SAN ANTONIO — If things had been different, the Spurs most likely would have played their last game of the season Wednesday night against the New Orleans Pelicans at the AT&T Center.
The players would have cleaned out their lockers either Thursday or Friday, and coach Gregg Popovich would have had one more session with the media before turning his attention to the Summer Olympics in Tokyo.
For the record, the playoffs were scheduled to start Saturday.
It’s been a little more than a month since the early days of the coronavirus crisis practically shut down the country and relegated sports to an afterthought. It’s difficult to place much importance on sports as the United States continues to reel from the outbreak of a disease that already has claimed the lives of more than 34,000 Americans.

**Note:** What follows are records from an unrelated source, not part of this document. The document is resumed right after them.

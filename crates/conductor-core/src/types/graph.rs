//! Task graph
//!
//! The TaskGraph is the validated DAG the planner hands to the executor:
//! - Construction enforces unique ids, declared dependencies, and acyclicity
//! - Readiness / completion predicates drive the scheduling loop
//! - A forward adjacency index built at construction backs failure propagation

use std::collections::{HashMap, HashSet, VecDeque};

use thiserror::Error;

use super::{TaskNode, TaskResult, TaskStatus};

/// Graph construction errors. Each names the offending node id.
#[derive(Debug, Error)]
pub enum GraphError {
    #[error("duplicate node id '{id}'")]
    DuplicateId { id: String },

    #[error("node '{id}' depends on undeclared node '{dependency}'")]
    UnknownDependency { id: String, dependency: String },

    #[error("dependency cycle through node '{id}'")]
    Cycle { id: String },
}

/// A goal plus its subtask DAG.
///
/// Created by the planner, mutated exclusively by the executor during one
/// `execute` call, then returned to the caller inside the execution report.
#[derive(Debug, Clone)]
pub struct TaskGraph {
    /// The free-form goal this graph decomposes
    pub goal: String,
    /// Node sequence; ordering is not semantically significant
    pub nodes: Vec<TaskNode>,
    /// Optional prompt for downstream result combination (not consumed here)
    pub synthesizer_prompt: Option<String>,
    /// id -> position in `nodes`
    index: HashMap<String, usize>,
    /// id -> ids of nodes that depend on it
    dependents: HashMap<String, Vec<String>>,
}

impl TaskGraph {
    /// Validate and build a graph.
    ///
    /// Rejects duplicate ids, dependencies on undeclared nodes, and cycles.
    pub fn new(
        goal: impl Into<String>,
        nodes: Vec<TaskNode>,
        synthesizer_prompt: Option<String>,
    ) -> Result<Self, GraphError> {
        let mut index = HashMap::with_capacity(nodes.len());
        for (pos, node) in nodes.iter().enumerate() {
            if index.insert(node.id.clone(), pos).is_some() {
                return Err(GraphError::DuplicateId {
                    id: node.id.clone(),
                });
            }
        }

        let mut dependents: HashMap<String, Vec<String>> = HashMap::new();
        for node in &nodes {
            for dep in &node.depends_on {
                if !index.contains_key(dep.as_str()) {
                    return Err(GraphError::UnknownDependency {
                        id: node.id.clone(),
                        dependency: dep.clone(),
                    });
                }
                dependents
                    .entry(dep.clone())
                    .or_default()
                    .push(node.id.clone());
            }
        }

        if let Some(id) = find_cycle(&nodes, &index) {
            return Err(GraphError::Cycle { id });
        }

        Ok(Self {
            goal: goal.into(),
            nodes,
            synthesizer_prompt,
            index,
            dependents,
        })
    }

    /// Get a node by id
    pub fn node(&self, id: &str) -> Option<&TaskNode> {
        self.index.get(id).map(|pos| &self.nodes[*pos])
    }

    fn status_of(&self, id: &str) -> Option<TaskStatus> {
        self.node(id).map(|n| n.status)
    }

    /// Pending nodes whose every dependency is done, in node-sequence order
    pub fn ready_nodes(&self) -> Vec<&TaskNode> {
        self.nodes
            .iter()
            .filter(|node| {
                node.status == TaskStatus::Pending
                    && node
                        .depends_on
                        .iter()
                        .all(|dep| self.status_of(dep) == Some(TaskStatus::Done))
            })
            .collect()
    }

    /// Whether every node reached a terminal status
    pub fn is_complete(&self) -> bool {
        self.nodes.iter().all(|node| node.status.is_terminal())
    }

    /// Whether every node is done
    pub fn all_done(&self) -> bool {
        self.nodes.iter().all(|node| node.status == TaskStatus::Done)
    }

    /// Mark a pending node as running
    pub fn mark_running(&mut self, id: &str) {
        if let Some(&pos) = self.index.get(id) {
            let node = &mut self.nodes[pos];
            if node.status == TaskStatus::Pending {
                node.status = TaskStatus::Running;
            }
        }
    }

    /// Settle a node as done with its result
    pub fn mark_done(&mut self, id: &str, result: TaskResult) {
        self.settle(id, TaskStatus::Done, result);
    }

    /// Settle a node as failed with its diagnostic result
    pub fn mark_failed(&mut self, id: &str, result: TaskResult) {
        self.settle(id, TaskStatus::Failed, result);
    }

    fn settle(&mut self, id: &str, status: TaskStatus, result: TaskResult) {
        if let Some(&pos) = self.index.get(id) {
            let node = &mut self.nodes[pos];
            if !node.status.is_terminal() {
                node.status = status;
                node.result = Some(result);
            }
        }
    }

    /// Mark a still-pending node as skipped
    pub fn mark_skipped(&mut self, id: &str) {
        if let Some(&pos) = self.index.get(id) {
            let node = &mut self.nodes[pos];
            if node.status == TaskStatus::Pending {
                node.status = TaskStatus::Skipped;
            }
        }
    }

    /// Mark every still-pending node as skipped (cancellation path)
    pub fn skip_pending(&mut self) {
        for node in &mut self.nodes {
            if node.status == TaskStatus::Pending {
                node.status = TaskStatus::Skipped;
            }
        }
    }

    /// Transitively mark still-pending descendants of `failed_id` as skipped.
    ///
    /// Running descendants are not rolled back; traversal continues through
    /// them so their own pending descendants are still reached.
    pub fn skip_downstream(&mut self, failed_id: &str) {
        let mut queue: VecDeque<String> = self
            .dependents
            .get(failed_id)
            .cloned()
            .unwrap_or_default()
            .into();
        // shared fan-in may enqueue a node more than once
        let mut seen: HashSet<String> = HashSet::new();

        while let Some(id) = queue.pop_front() {
            if !seen.insert(id.clone()) {
                continue;
            }
            if let Some(&pos) = self.index.get(&id) {
                if self.nodes[pos].status == TaskStatus::Pending {
                    self.nodes[pos].status = TaskStatus::Skipped;
                    tracing::debug!(node_id = %id, upstream = %failed_id, "node skipped after upstream failure");
                }
            }
            if let Some(children) = self.dependents.get(&id) {
                queue.extend(children.iter().cloned());
            }
        }
    }
}

fn find_cycle(nodes: &[TaskNode], index: &HashMap<String, usize>) -> Option<String> {
    #[derive(Clone, Copy, PartialEq)]
    enum Color {
        White,
        Gray,
        Black,
    }

    fn visit(
        id: &str,
        nodes: &[TaskNode],
        index: &HashMap<String, usize>,
        colors: &mut HashMap<String, Color>,
    ) -> Option<String> {
        colors.insert(id.to_string(), Color::Gray);
        if let Some(&pos) = index.get(id) {
            for dep in &nodes[pos].depends_on {
                match colors.get(dep.as_str()).copied().unwrap_or(Color::White) {
                    Color::Gray => return Some(dep.clone()),
                    Color::Black => {}
                    Color::White => {
                        if let Some(hit) = visit(dep, nodes, index, colors) {
                            return Some(hit);
                        }
                    }
                }
            }
        }
        colors.insert(id.to_string(), Color::Black);
        None
    }

    let mut colors = HashMap::with_capacity(nodes.len());
    for node in nodes {
        if colors.get(node.id.as_str()).copied().unwrap_or(Color::White) == Color::White {
            if let Some(hit) = visit(&node.id, nodes, index, &mut colors) {
                return Some(hit);
            }
        }
    }
    None
}
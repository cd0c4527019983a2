//! Configuration loading and validation.

use std::fs;
use std::path::Path;

use thiserror::Error;

use crate::ConductorConfig;

/// Configuration loading errors.
#[derive(Debug, Error)]
pub enum ConfigError {
    #[error("IO error: {0}")]
    Io(#[from] std::io::Error),
    #[error("YAML parse error: {0}")]
    Parse(#[from] serde_yaml::Error),
    #[error("Invalid config: {0}")]
    Invalid(String),
}

/// Load and validate Conductor configuration from a YAML file.
pub fn load_config(path: &Path) -> Result<ConductorConfig, ConfigError> {
    let content = fs::read_to_string(path)?;
    let config: ConductorConfig = serde_yaml::from_str(&content)?;
    validate_config(&config)?;
    Ok(config)
}

fn validate_config(config: &ConductorConfig) -> Result<(), ConfigError> {
    if config.limits.max_concurrency == 0 {
        return Err(ConfigError::Invalid(
            "limits.max_concurrency must be > 0".to_string(),
        ));
    }

    if config.cache.enabled && config.cache.ttl_ms == 0 {
        return Err(ConfigError::Invalid(
            "cache.ttl_ms must be > 0 when cache is enabled".to_string(),
        ));
    }

    if config.rate_limit.enabled {
        if config.rate_limit.requests_per_interval == 0 {
            return Err(ConfigError::Invalid(
                "rate_limit.requests_per_interval must be > 0 when enabled".to_string(),
            ));
        }
        if config.rate_limit.interval_ms == 0 {
            return Err(ConfigError::Invalid(
                "rate_limit.interval_ms must be > 0 when enabled".to_string(),
            ));
        }
    }

    if config.retry.max_attempts == 0 {
        return Err(ConfigError::Invalid(
            "retry.max_attempts must be > 0".to_string(),
        ));
    }

    if config.gateway.endpoint.trim().is_empty() {
        return Err(ConfigError::Invalid(
            "gateway.endpoint must not be empty".to_string(),
        ));
    }

    if config.gateway.model.trim().is_empty() {
        return Err(ConfigError::Invalid(
            "gateway.model must not be empty".to_string(),
        ));
    }

    if config.server.listen.trim().is_empty() {
        return Err(ConfigError::Invalid(
            "server.listen must not be empty".to_string(),
        ));
    }

    Ok(())
}
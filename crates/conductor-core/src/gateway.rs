//! Gateway client abstraction
//!
//! The planner talks to an external LLM endpoint through this trait; the
//! concrete transport lives in its own crate. Session keys scope one
//! conversation so planner calls are not conflated with other traffic.

use async_trait::async_trait;
use thiserror::Error;

/// Classified transport failures of the LLM channel.
#[derive(Debug, Error)]
pub enum GatewayError {
    #[error("gateway timeout: {0}")]
    Timeout(String),

    #[error("gateway connection failed: {0}")]
    ConnectionFailed(String),

    #[error("gateway protocol error: {0}")]
    Protocol(String),
}

/// One-shot chat call against an LLM endpoint.
#[async_trait]
pub trait GatewayClient: Send + Sync {
    /// Send `prompt` under the given session key and return the raw
    /// completion text.
    async fn chat(&self, prompt: &str, session_key: &str) -> Result<String, GatewayError>;
}

#[async_trait]
impl GatewayClient for std::sync::Arc<dyn GatewayClient> {
    async fn chat(&self, prompt: &str, session_key: &str) -> Result<String, GatewayError> {
        (**self).chat(prompt, session_key).await
    }
}
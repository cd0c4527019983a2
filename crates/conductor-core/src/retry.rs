//! Retry helper
//!
//! Bounded attempts with truncated exponential backoff around a fallible
//! async operation. Every error is treated as retryable; classification is
//! the caller's responsibility.

use std::future::Future;
use std::time::Duration;

use tokio::time::sleep;

const DEFAULT_MAX_ATTEMPTS: u32 = 3;
const DEFAULT_BASE_DELAY: Duration = Duration::from_millis(200);
const DEFAULT_MAX_DELAY: Duration = Duration::from_secs(5);

/// Attempt/backoff policy for [`retry_with_backoff`].
#[derive(Debug, Clone, Copy)]
pub struct RetryPolicy {
    /// Total attempts, including the first call
    pub max_attempts: u32,
    /// Delay before the second attempt
    pub base_delay: Duration,
    /// Cap for the exponential backoff delay
    pub max_delay: Duration,
}

impl Default for RetryPolicy {
    fn default() -> Self {
        Self {
            max_attempts: DEFAULT_MAX_ATTEMPTS,
            base_delay: DEFAULT_BASE_DELAY,
            max_delay: DEFAULT_MAX_DELAY,
        }
    }
}

impl RetryPolicy {
    /// Create a policy; `max_delay` is clamped to at least `base_delay`
    pub fn new(max_attempts: u32, base_delay: Duration, max_delay: Duration) -> Self {
        Self {
            max_attempts,
            base_delay,
            max_delay: max_delay.max(base_delay),
        }
    }

    /// Replace the attempt budget, keeping the delay schedule
    pub fn with_max_attempts(mut self, max_attempts: u32) -> Self {
        self.max_attempts = max_attempts;
        self
    }

    /// Backoff after the given 1-based failed attempt:
    /// `min(base * 2^(attempt-1), max)`.
    pub fn backoff(&self, attempt: u32) -> Duration {
        let base_ms = self.base_delay.as_millis();
        if base_ms == 0 {
            return Duration::ZERO;
        }
        let max_ms = self.max_delay.as_millis().max(base_ms);
        let shift = attempt.saturating_sub(1).min(20);
        let backoff_ms = base_ms.saturating_mul(1u128 << shift).min(max_ms);
        let millis = u64::try_from(backoff_ms).unwrap_or(u64::MAX);
        Duration::from_millis(millis)
    }
}

/// Drive `op` until it succeeds or the attempt budget is exhausted.
///
/// On the final failure the most recent error is returned.
pub async fn retry_with_backoff<T, E, F, Fut>(policy: RetryPolicy, mut op: F) -> Result<T, E>
where
    F: FnMut() -> Fut,
    Fut: Future<Output = Result<T, E>>,
    E: std::fmt::Display,
{
    let max_attempts = policy.max_attempts.max(1);
    let mut attempt = 1u32;

    loop {
        match op().await {
            Ok(value) => return Ok(value),
            Err(err) => {
                if attempt >= max_attempts {
                    return Err(err);
                }
                let delay = policy.backoff(attempt);
                tracing::warn!(
                    attempt,
                    max_attempts,
                    delay_ms = delay.as_millis() as u64,
                    error = %err,
                    "attempt failed; retrying after backoff"
                );
                if !delay.is_zero() {
                    sleep(delay).await;
                }
                attempt += 1;
            }
        }
    }
}
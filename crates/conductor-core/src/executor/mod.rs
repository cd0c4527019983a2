//! Executor module
//!
//! The Executor is responsible for:
//! - Ready-set scheduling over the task graph with bounded parallelism
//! - Per-node dispatch: agent resolution, cache probe, rate limit, retry
//! - Failure propagation to unreachable descendants
//! - Cancellation between batches
//!
//! It exclusively owns the graph for the duration of one `execute` call;
//! all graph mutation happens in the coordinating context after a
//! dispatched batch settles.

use std::collections::HashMap;
use std::sync::Arc;
use std::time::{Duration, Instant};

use async_trait::async_trait;
use futures_util::stream::{FuturesUnordered, StreamExt};

use crate::agent::{AgentError, AgentRegistry};
use crate::cache::{task_key, TaskCache};
use crate::rate_limit::AgentRateLimiter;
use crate::retry::{retry_with_backoff, RetryPolicy};
use crate::types::{TaskGraph, TaskNode, TaskResult};
use crate::util::truncate_for_log;

// Re-export for callers wiring cancellation
pub use tokio_util::sync::CancellationToken;

const MAX_LOG_TEXT_CHARS: usize = 2_000;
const DEFAULT_MAX_CONCURRENCY: usize = 4;

/// Lifecycle callbacks observed during a run.
///
/// `on_node_start` is observed strictly before `on_node_end` for the same
/// node; both fire exactly once per dispatched node.
#[async_trait]
pub trait ExecutionHooks: Send + Sync {
    async fn on_node_start(&self, _node_id: &str) {}
    async fn on_node_end(&self, _node_id: &str, _result: &TaskResult) {}
}

/// Per-run options.
#[derive(Clone, Default)]
pub struct ExecuteOptions {
    /// Batch size override; defaults to the executor's configured value
    pub max_concurrency: Option<usize>,
    /// Cancellation signal, checked between batches
    pub cancel: Option<CancellationToken>,
    /// Lifecycle callbacks
    pub hooks: Option<Arc<dyn ExecutionHooks>>,
}

impl ExecuteOptions {
    pub fn new() -> Self {
        Self::default()
    }

    pub fn with_max_concurrency(mut self, max_concurrency: usize) -> Self {
        self.max_concurrency = Some(max_concurrency);
        self
    }

    pub fn with_cancel(mut self, cancel: CancellationToken) -> Self {
        self.cancel = Some(cancel);
        self
    }

    pub fn with_hooks(mut self, hooks: Arc<dyn ExecutionHooks>) -> Self {
        self.hooks = Some(hooks);
        self
    }
}

/// Outcome of one `execute` call.
#[derive(Debug)]
pub struct ExecutionReport {
    /// The graph after mutation; every node is terminal unless the run
    /// exited early (deadlock branch)
    pub graph: TaskGraph,
    /// True iff every node is done
    pub success: bool,
    /// Wall-clock duration of the run
    pub duration: Duration,
    /// Terminal results by node id; skipped nodes have no result
    pub node_results: HashMap<String, TaskResult>,
}

/// The executor - drives a TaskGraph to a terminal state.
pub struct Executor {
    registry: Arc<AgentRegistry>,
    cache: Arc<TaskCache>,
    rate_limiter: Arc<AgentRateLimiter>,
    max_concurrency: usize,
    retry_policy: RetryPolicy,
}

impl Executor {
    /// Create an executor over shared registry, cache, and rate limiter
    pub fn new(
        registry: Arc<AgentRegistry>,
        cache: Arc<TaskCache>,
        rate_limiter: Arc<AgentRateLimiter>,
    ) -> Self {
        Self {
            registry,
            cache,
            rate_limiter,
            max_concurrency: DEFAULT_MAX_CONCURRENCY,
            retry_policy: RetryPolicy::default(),
        }
    }

    /// Set the default parallel batch size
    pub fn with_max_concurrency(mut self, max_concurrency: usize) -> Self {
        self.max_concurrency = max_concurrency.max(1);
        self
    }

    /// Set the backoff schedule used when nodes request retries
    pub fn with_retry_policy(mut self, retry_policy: RetryPolicy) -> Self {
        self.retry_policy = retry_policy;
        self
    }

    /// Drive the graph until every node is terminal.
    ///
    /// The caller hands over the graph and receives it back in the report.
    pub async fn execute(&self, mut graph: TaskGraph, opts: ExecuteOptions) -> ExecutionReport {
        let started = Instant::now();
        let max_concurrency = opts
            .max_concurrency
            .unwrap_or(self.max_concurrency)
            .max(1);
        let cancel = opts.cancel.clone().unwrap_or_default();
        let hooks = opts.hooks.clone();

        loop {
            if cancel.is_cancelled() {
                tracing::info!(goal = %graph.goal, "run cancelled; skipping pending nodes");
                graph.skip_pending();
                break;
            }
            if graph.is_complete() {
                break;
            }

            let batch: Vec<TaskNode> = graph
                .ready_nodes()
                .into_iter()
                .take(max_concurrency)
                .cloned()
                .collect();

            if batch.is_empty() {
                let pending = graph
                    .nodes
                    .iter()
                    .filter(|n| !n.status.is_terminal())
                    .count();
                tracing::error!(
                    goal = %graph.goal,
                    pending,
                    "no ready nodes but graph is not complete; aborting run"
                );
                break;
            }

            let mut in_flight = FuturesUnordered::new();
            for node in batch {
                graph.mark_running(&node.id);
                if let Some(hooks) = &hooks {
                    hooks.on_node_start(&node.id).await;
                }
                tracing::info!(node_id = %node.id, "node execution started");
                in_flight.push(async move {
                    let outcome = self.execute_node(&node).await;
                    (node, outcome)
                });
            }

            while let Some((node, outcome)) = in_flight.next().await {
                let result = match outcome {
                    Ok(result) => result,
                    Err(err) => {
                        tracing::error!(
                            node_id = %node.id,
                            error = %truncate_for_log(&err.to_string(), MAX_LOG_TEXT_CHARS),
                            "agent raised unexpectedly"
                        );
                        TaskResult::error(err.to_string())
                    }
                };

                match &result {
                    TaskResult::Ok(_) => {
                        tracing::info!(node_id = %node.id, "node execution completed");
                        graph.mark_done(&node.id, result.clone());
                    }
                    TaskResult::Error(output) => {
                        tracing::error!(
                            node_id = %node.id,
                            error = %truncate_for_log(output, MAX_LOG_TEXT_CHARS),
                            "node execution failed"
                        );
                        graph.mark_failed(&node.id, result.clone());
                        graph.skip_downstream(&node.id);
                    }
                }

                if let Some(hooks) = &hooks {
                    hooks.on_node_end(&node.id, &result).await;
                }
            }
        }

        let node_results: HashMap<String, TaskResult> = graph
            .nodes
            .iter()
            .filter_map(|n| n.result.clone().map(|r| (n.id.clone(), r)))
            .collect();
        let success = graph.all_done();
        ExecutionReport {
            graph,
            success,
            duration: started.elapsed(),
            node_results,
        }
    }

    /// Execute one node end to end: resolve agent, probe cache, acquire the
    /// rate limiter, invoke the agent (retry-wrapped when configured), and
    /// store successful output back into the cache.
    async fn execute_node(&self, node: &TaskNode) -> Result<TaskResult, AgentError> {
        let agent = match &node.assign_to {
            Some(selector) => self.registry.pick(selector),
            None => self.registry.first(),
        };
        let Some(agent) = agent else {
            return Ok(TaskResult::error(format!(
                "No agent available for node '{}'",
                node.id
            )));
        };

        let cache_key = task_key(&node.task, agent.name());
        if self.cache.is_enabled() {
            if let Some(hit) = self.cache.get(&cache_key).await {
                tracing::debug!(node_id = %node.id, agent = %agent.name(), "task cache hit");
                return Ok(TaskResult::ok(hit));
            }
        }

        if self.rate_limiter.is_enabled() {
            self.rate_limiter.acquire(agent.name()).await;
        }

        let result = if node.config.retries > 0 {
            let policy = self
                .retry_policy
                .with_max_attempts(node.config.retries + 1);
            retry_with_backoff(policy, || agent.execute(node)).await?
        } else {
            agent.execute(node).await?
        };

        if self.cache.is_enabled() {
            if let TaskResult::Ok(output) = &result {
                self.cache.set(cache_key, output.clone()).await;
            }
        }

        Ok(result)
    }
}
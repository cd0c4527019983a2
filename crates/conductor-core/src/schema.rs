//! Wire payload validation
//!
//! A small JSON-schema-subset walker plus the declared shapes for the two
//! payloads the pipeline accepts: goal submissions and planner LLM
//! responses. Error messages carry a dotted path to the offending value.

use serde_json::{json, Value};
use thiserror::Error;

/// Payload/shape mismatch.
#[derive(Debug, Error)]
#[error("validation failed: {0}")]
pub struct SchemaError(pub String);

/// Validate a value against a schema, rooting paths at `$`.
pub fn validate(value: &Value, schema: &Value) -> Result<(), SchemaError> {
    validate_value(value, schema, "$").map_err(SchemaError)
}

/// Shape of the goal submission payload.
pub fn submission_schema() -> Value {
    json!({
        "type": "object",
        "required": ["goal"],
        "properties": {
            "goal": { "type": "string" },
            "maxConcurrency": { "type": "integer", "minimum": 1 },
            "maxSteps": { "type": "integer", "minimum": 1 }
        }
    })
}

/// Shape of the planner LLM response after fence stripping.
pub fn plan_response_schema() -> Value {
    json!({
        "type": "object",
        "required": ["nodes"],
        "properties": {
            "nodes": {
                "type": "array",
                "minItems": 1,
                "items": {
                    "type": "object",
                    "required": ["id", "task"],
                    "properties": {
                        "id": { "type": "string" },
                        "task": { "type": "string" },
                        "dependsOn": { "type": "array", "items": { "type": "string" } },
                        "assignTo": { "type": "string" }
                    }
                }
            },
            "synthesizerPrompt": { "type": "string" }
        }
    })
}

/// Validate a goal submission: declared shape plus a non-blank goal.
pub fn validate_submission(value: &Value) -> Result<(), SchemaError> {
    validate(value, &submission_schema())?;
    let goal = value.get("goal").and_then(|v| v.as_str()).unwrap_or("");
    if goal.trim().is_empty() {
        return Err(SchemaError("$.goal must not be blank".to_string()));
    }
    Ok(())
}

/// Validate a parsed planner response: declared shape plus non-blank node
/// ids and task descriptions.
pub fn validate_plan_response(value: &Value) -> Result<(), SchemaError> {
    validate(value, &plan_response_schema())?;
    let nodes = value.get("nodes").and_then(|v| v.as_array());
    for (idx, node) in nodes.into_iter().flatten().enumerate() {
        for field in ["id", "task"] {
            let text = node.get(field).and_then(|v| v.as_str()).unwrap_or("");
            if text.trim().is_empty() {
                return Err(SchemaError(format!(
                    "$.nodes[{}].{} must not be blank",
                    idx, field
                )));
            }
        }
    }
    Ok(())
}

fn validate_value(value: &Value, schema: &Value, path: &str) -> Result<(), String> {
    let schema_obj = schema
        .as_object()
        .ok_or_else(|| format!("schema at '{}' must be an object", path))?;

    if let Some(type_spec) = schema_obj.get("type") {
        validate_type(value, type_spec, path)?;
    }

    if let Some(variants) = schema_obj.get("enum").and_then(|v| v.as_array()) {
        if !variants.iter().any(|candidate| candidate == value) {
            return Err(format!("{} is not one of the allowed values", path));
        }
    }

    if let Some(minimum) = schema_obj.get("minimum").and_then(|v| v.as_i64()) {
        let below = match (value.as_i64(), value.as_u64()) {
            (Some(n), _) => n < minimum,
            (None, Some(n)) => (n as i128) < minimum as i128,
            _ => false,
        };
        if below {
            return Err(format!("{} must be >= {}", path, minimum));
        }
    }

    if let Some(required) = schema_obj.get("required").and_then(|v| v.as_array()) {
        let object = value
            .as_object()
            .ok_or_else(|| format!("{} must be an object", path))?;
        for key in required.iter().filter_map(|v| v.as_str()) {
            if !object.contains_key(key) {
                return Err(format!("{} missing required field '{}'", path, key));
            }
        }
    }

    if let Some(properties) = schema_obj.get("properties").and_then(|v| v.as_object()) {
        let object = value
            .as_object()
            .ok_or_else(|| format!("{} must be an object", path))?;
        for (key, property_schema) in properties {
            if let Some(child) = object.get(key) {
                let child_path = format!("{}.{}", path, key);
                validate_value(child, property_schema, &child_path)?;
            }
        }

        if schema_obj
            .get("additionalProperties")
            .and_then(|v| v.as_bool())
            == Some(false)
        {
            for key in object.keys() {
                if !properties.contains_key(key) {
                    return Err(format!("{} contains unknown field '{}'", path, key));
                }
            }
        }
    }

    if let Some(item_schema) = schema_obj.get("items") {
        let array = value
            .as_array()
            .ok_or_else(|| format!("{} must be an array", path))?;
        if let Some(min_items) = schema_obj.get("minItems").and_then(|v| v.as_u64()) {
            if (array.len() as u64) < min_items {
                return Err(format!("{} must contain at least {} item(s)", path, min_items));
            }
        }
        for (idx, item) in array.iter().enumerate() {
            let item_path = format!("{}[{}]", path, idx);
            validate_value(item, item_schema, &item_path)?;
        }
    }

    Ok(())
}

fn validate_type(value: &Value, type_spec: &Value, path: &str) -> Result<(), String> {
    let matches = |t: &str, v: &Value| match t {
        "object" => v.is_object(),
        "array" => v.is_array(),
        "string" => v.is_string(),
        "number" => v.is_number(),
        "integer" => v.as_i64().is_some() || v.as_u64().is_some(),
        "boolean" => v.is_boolean(),
        "null" => v.is_null(),
        _ => false,
    };

    match type_spec {
        Value::String(type_name) => {
            if matches(type_name, value) {
                Ok(())
            } else {
                Err(format!("{} expected type '{}'", path, type_name))
            }
        }
        Value::Array(types) => {
            if types
                .iter()
                .filter_map(|t| t.as_str())
                .any(|t| matches(t, value))
            {
                Ok(())
            } else {
                Err(format!("{} did not match any allowed types", path))
            }
        }
        _ => Err(format!("{} schema.type must be string or array", path)),
    }
}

But after so much suffering and angst, the country is starting to look ahead and speculate about what the “new normal” will look like when the COVID-19 pandemic begins to fade. While no one is sure, we know at least this much: Daily life is going to be different. Much different.
Before the country was turned on its head and live sports events still saturated our TV programming, the Spurs beat the Dallas Mavericks 119-109 on March 10 at the AT&T Center.
One day later, NBA Commissioner Adam Silver stunned the sports world when he announced that the league was suspending the season.
Silver acted swiftly after Utah Jazz All-Star center Rudy Gobert tested positive for the coronavirus, postponing the Jazz-Thunder game in the Chesapeake Energy Arena in Oklahoma City just before tipoff. As it turned out, Jazz star guard Donovan Mitchell also had tested positive.
The Spurs (27-36) trailed the Grizzlies by four games for the eighth and final playoff spot in the Western Conference when play was halted. San Antonio was 12th in the West standings with 19 games left on its schedule.
With deaths still rising across the United States, there’s no telling when or if the NBA season will resume. Nobody knows.
If the shots start going up again, it’s uncertain whether the league will pick up where it left off or go straight to the playoffs, taking the top eight teams in each conference. The Silver and Black would be out in the second scenario, of course.
There’s also the possibility that the league could opt to play some regular-season games. But even in that case, the schedule would be scaled back, according to some reports. Teams had anywhere between 15 to 19 games left before play was stopped. It’s doubtful they would play that many. The fewer the games, the longer the odds of the Spurs sneaking into the playoffs.
As noted earlier, San Antonio was a long shot to make the postseason when the season was suspended. The Spurs would have had to catch fire down the stretch to make a run at the No. 8 spot. And let’s face it: There was nothing to indicate that was going to happen.
After all, this is a team that never won more than three straight games before the season was suspended—and it did that only twice. That’s pretty weak.
Called “defensively challenged” by Coach Pop, the Silver and Black simply couldn’t put together enough stops at critical stretches to give themselves a chance to win time and again. In the end, the only consistent trait about the Spurs was their inconsistency.
With 11 of their remaining 19 games at home, the Silver and Black had a fairly favorable schedule down the stretch. But then again, they were only 16-14 at home when play was halted. That’s quite a comedown for a franchise that went 40-1 just four years ago, when the Spurs tied the 1985-86 Boston Celtics for the best single-season home record in league history.
Former NFL coach Bill Parcells famously said that “you are what your record says you are.”
In the case of the 2019-20 Spurs, you’re talking about a team that was well on its way to finishing under .500. The last time that happened in San Antonio was the 1996-97 season, when a guy named Tim Duncan was getting ready to graduate from Wake Forest.
The Silver and Black have made the playoffs an NBA-record-tying 22 consecutive seasons, all under Coach Pop, who has led the franchise to all five of its NBA titles.
It’s been a heck of a run. And, who knows? It's highly unlikely, but the streak could continue if the NBA pulls the plug on the season, playoffs and all.